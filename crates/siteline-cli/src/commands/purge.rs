use colored::Colorize;
use siteline_application::Siteline;

pub fn run(siteline: &Siteline) {
    let removed = siteline.purge();
    println!("{}", format!("Removed {} stored keys", removed).green());
}
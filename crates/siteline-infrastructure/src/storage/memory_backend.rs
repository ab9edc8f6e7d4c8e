//! In-memory storage backend.

use siteline_core::error::{Result, SitelineError};
use siteline_core::storage::StorageBackend;
use std::collections::BTreeMap;
use std::sync::Mutex;

/// Map-backed storage with an optional total capacity.
///
/// The capacity models a host quota: a write that would push the sum of all
/// stored key and value lengths past it fails with `QuotaExceeded`.
#[derive(Default)]
pub struct MemoryBackend {
    entries: Mutex<BTreeMap<String, String>>,
    capacity: Option<usize>,
}

impl MemoryBackend {
    pub fn new() -> Self {
        Self::default()
    }

    pub fn with_capacity(capacity: usize) -> Self {
        Self {
            entries: Mutex::new(BTreeMap::new()),
            capacity: Some(capacity),
        }
    }

    /// Total bytes currently stored (keys plus values).
    pub fn used_bytes(&self) -> usize {
        let entries = self.entries.lock().unwrap_or_else(|e| e.into_inner());
        entries.iter().map(|(k, v)| k.len() + v.len()).sum()
    }
}

impl StorageBackend for MemoryBackend {
    fn read(&self, key: &str) -> Result<Option<String>> {
        let entries = self.entries.lock().unwrap_or_else(|e| e.into_inner());
        Ok(entries.get(key).cloned())
    }

    fn write(&self, key: &str, value: &str) -> Result<()> {
        let mut entries = self.entries.lock().unwrap_or_else(|e| e.into_inner());
        if let Some(capacity) = self.capacity {
            let others: usize = entries
                .iter()
                .filter(|(k, _)| k.as_str() != key)
                .map(|(k, v)| k.len() + v.len())
                .sum();
            let size = others + key.len() + value.len();
            if size > capacity {
                return Err(SitelineError::QuotaExceeded {
                    key: key.to_string(),
                    size,
                    limit: capacity,
                });
            }
        }
        entries.insert(key.to_string(), value.to_string());
        Ok(())
    }

    fn remove(&self, key: &str) -> Result<()> {
        let mut entries = self.entries.lock().unwrap_or_else(|e| e.into_inner());
        entries.remove(key);
        Ok(())
    }

    fn keys(&self, prefix: &str) -> Result<Vec<String>> {
        let entries = self.entries.lock().unwrap_or_else(|e| e.into_inner());
        Ok(entries
            .keys()
            .filter(|k| k.starts_with(prefix))
            .cloned()
            .collect())
    }
}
· · · · ·
Your task - Look through the entries above. Extract each line with the word "crates".

Answer box -
filename crates/siteline-cli/src/commands/purge.rs
filename crates/siteline-infrastructure/src/storage/memory_backend.rs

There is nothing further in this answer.